Il paradosso è evidente: per difendere la libertà, si sceglie di limitarla. Per combattere ideologie considerate pericolose, si adottano meccanismi che ricordano — certo, in forma infinitamente più blanda — proprio quelle tradizioni illiberali che vorremmo tenere lontane.
Così, mentre si proclama la superiorità culturale dei valori democratici, si rifiuta il confronto. Mentre si dichiara aperta a tutti la fiera, la si chiude a qualcuno. Mentre si educa alla diversità, si seleziona la diversità accettabile.

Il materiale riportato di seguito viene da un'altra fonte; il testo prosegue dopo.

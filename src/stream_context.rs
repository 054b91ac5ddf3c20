//! Binding of a stream to its subscribers.
//!
//! A [`StreamContext`] is what consumers attach to. It exists per usage and may be created
//! before any producer: subscriptions target a usage, and the context is bound to the
//! [`Stream`] once one is created for that usage.
//!
//! During [`StreamContext::process`] each pending value is delivered to every subscriber
//! before the next value is looked at:
//!
//! ```text
//! v1 -> observer 0, observer 1, ..., callbacks
//! v2 -> observer 0, observer 1, ..., callbacks
//! ```

use crate::callback::{Callback, CallbackRegistry};
use crate::error::Result;
use crate::observer::Observer;
use crate::observer_list::ObserverList;
use crate::stream::Stream;
use crate::subscription::Subscription;
use crate::usage::Usage;
use std::any::Any;
use std::cell::{Cell, RefCell};
use std::fmt;
use std::rc::{Rc, Weak};

/// Live binding of a [`Stream`] to its observers.
pub struct StreamContext<T> {
    usage: Usage,
    stream: RefCell<Weak<RefCell<Stream<T>>>>,
    observers: ObserverList<T>,
    callbacks: CallbackRegistry<T>,
    // Values delivered by the last process, consumed by the next advance.
    processed: Cell<usize>,
    warn_on_leaks: bool,
}

impl<T: Clone + 'static> StreamContext<T> {
    pub(crate) fn new(usage: Usage, warn_on_leaks: bool) -> Self {
        Self {
            usage,
            stream: RefCell::new(Weak::new()),
            observers: ObserverList::new(),
            callbacks: CallbackRegistry::new(),
            processed: Cell::new(0),
            warn_on_leaks,
        }
    }

    #[inline]
    pub fn usage(&self) -> Usage {
        self.usage
    }

    /// True while bound to a live stream.
    pub fn has_stream(&self) -> bool {
        self.stream.borrow().strong_count() > 0
    }

    pub(crate) fn set_stream(&self, stream: Weak<RefCell<Stream<T>>>) {
        *self.stream.borrow_mut() = stream;
    }

    /// Register an observer; disposing the returned subscription removes it again.
    pub fn subscribe(&self, observer: Rc<dyn Observer<T>>) -> Subscription {
        self.observers.add(observer)
    }

    /// Register a raw callback. Callbacks run after the managed observers, for every value.
    ///
    /// # Errors
    /// [`Error::InvalidCallback`](crate::Error::InvalidCallback) if the callback has no
    /// function.
    pub fn subscribe_callback(&self, callback: Callback<T>) -> Result<Subscription> {
        self.callbacks.add(callback.clone())?;
        let callbacks = self.callbacks.clone();
        Ok(Subscription::new(move || {
            callbacks.remove(&callback);
            Ok(())
        }))
    }

    /// Number of registered observers, callbacks excluded.
    pub fn observer_count(&self) -> usize {
        self.observers.len()
    }

    pub fn callback_count(&self) -> usize {
        self.callbacks.len()
    }

    /// Deliver the pending values of the bound stream, oldest first.
    ///
    /// The number of values delivered is fixed when processing starts. Values offered while
    /// processing (by observers, timers or deferred actions) stay pending and are delivered by
    /// the next process.
    pub fn process(&self) {
        let Some(stream) = self.stream.borrow().upgrade() else {
            return;
        };
        let count = stream.borrow().len();
        for index in 0..count {
            let value = stream.borrow().as_slice().get(index).cloned();
            let Some(value) = value else {
                break;
            };
            #[cfg(feature = "debug-log")]
            log::trace!("stream {} value {} of {}", self.usage, index + 1, count);
            self.observers.on_next(&value);
            self.callbacks.invoke(&value);
            self.processed.set(index + 1);
        }
    }

    /// End the frame for the bound stream: the last delivered value becomes the previous
    /// value, values not delivered yet stay pending.
    pub fn advance(&self) {
        let consumed = self.processed.replace(0);
        if let Some(stream) = self.stream.borrow().upgrade() {
            stream.borrow_mut().advance_by(consumed);
        }
    }

    /// Detach from the stream and drop raw callbacks. Observers still registered are reported
    /// as leaks.
    pub fn dispose(&self) {
        if self.warn_on_leaks {
            for id in self.observers.ids() {
                log::warn!(
                    "observer {id} still subscribed to stream {} at disposal; dispose subscriptions before their context",
                    self.usage
                );
            }
        }
        self.callbacks.clear();
        *self.stream.borrow_mut() = Weak::new();
    }
}

impl<T> fmt::Debug for StreamContext<T> {
    fn fmt(&self, f: &mut fmt::Formatter<'_>) -> fmt::Result {
        f.debug_struct("StreamContext")
            .field("usage", &self.usage)
            .field("observers", &self.observers.len())
            .field("callbacks", &self.callbacks.len())
            .field("bound", &(self.stream.borrow().strong_count() > 0))
            .finish()
    }
}

/// Type-erased view used by the owning context to drive updates.
pub(crate) trait AnyStreamContext {
    fn process(&self);
    fn advance(&self);
    fn dispose(&self);
    fn into_any(self: Rc<Self>) -> Rc<dyn Any>;
}

impl<T: Clone + 'static> AnyStreamContext for StreamContext<T> {
    fn process(&self) {
        StreamContext::process(self)
    }

    fn advance(&self) {
        StreamContext::advance(self)
    }

    fn dispose(&self) {
        StreamContext::dispose(self)
    }

    fn into_any(self: Rc<Self>) -> Rc<dyn Any> {
        self
    }
}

Questo non significa assolvere i contenuti discutibili o revisionisti: significa ribadire che la risposta non può essere la cancellazione preventiva. Perché se oggi tocca ai libri di un editore di estrema destra, domani chi decide quali libri “meritano” lo spazio? Un comitato? Una maggioranza politica? Un algoritmo?
Meglio una società che guarda in faccia le idee che teme, anziché una che le nasconde sotto il tappeto culturale sperando che spariscano. Meglio un dibattito duro, vero, esposto anche alle provocazioni e alle strumentalizzazioni, che un salotto culturale perfettamente igienizzato e totalmente inutile.
La libertà è un muscolo: si atrofizza se non la si usa, e soprattutto se la si protegge troppo.
Chi oggi chiede l’esclusione, può farlo per ragioni sincere o condivisibili. Ma il metodo resta sbagliato. Non si difendono i lettori impedendo loro di vedere; non si difende la cultura riducendone il perimetro; non si difende la democrazia scegliendo chi può partecipare al suo spazio pubblico.
Perché ogni volta che eliminiamo un libro da una fiera, indeboliamo — senza accorgercene — il patto fondamentale su cui si regge la nostra libertà: la fiducia che le idee, tutte, possano e debbano essere vinte solo con altre idee, mai con le esclusioni.
E questo sì, dovrebbe farci davvero paura.
Se non sono d’accordo basta che facciano tutti come Zerocalcare. Non partecipare anziché pretendere che gli altri non partecipino.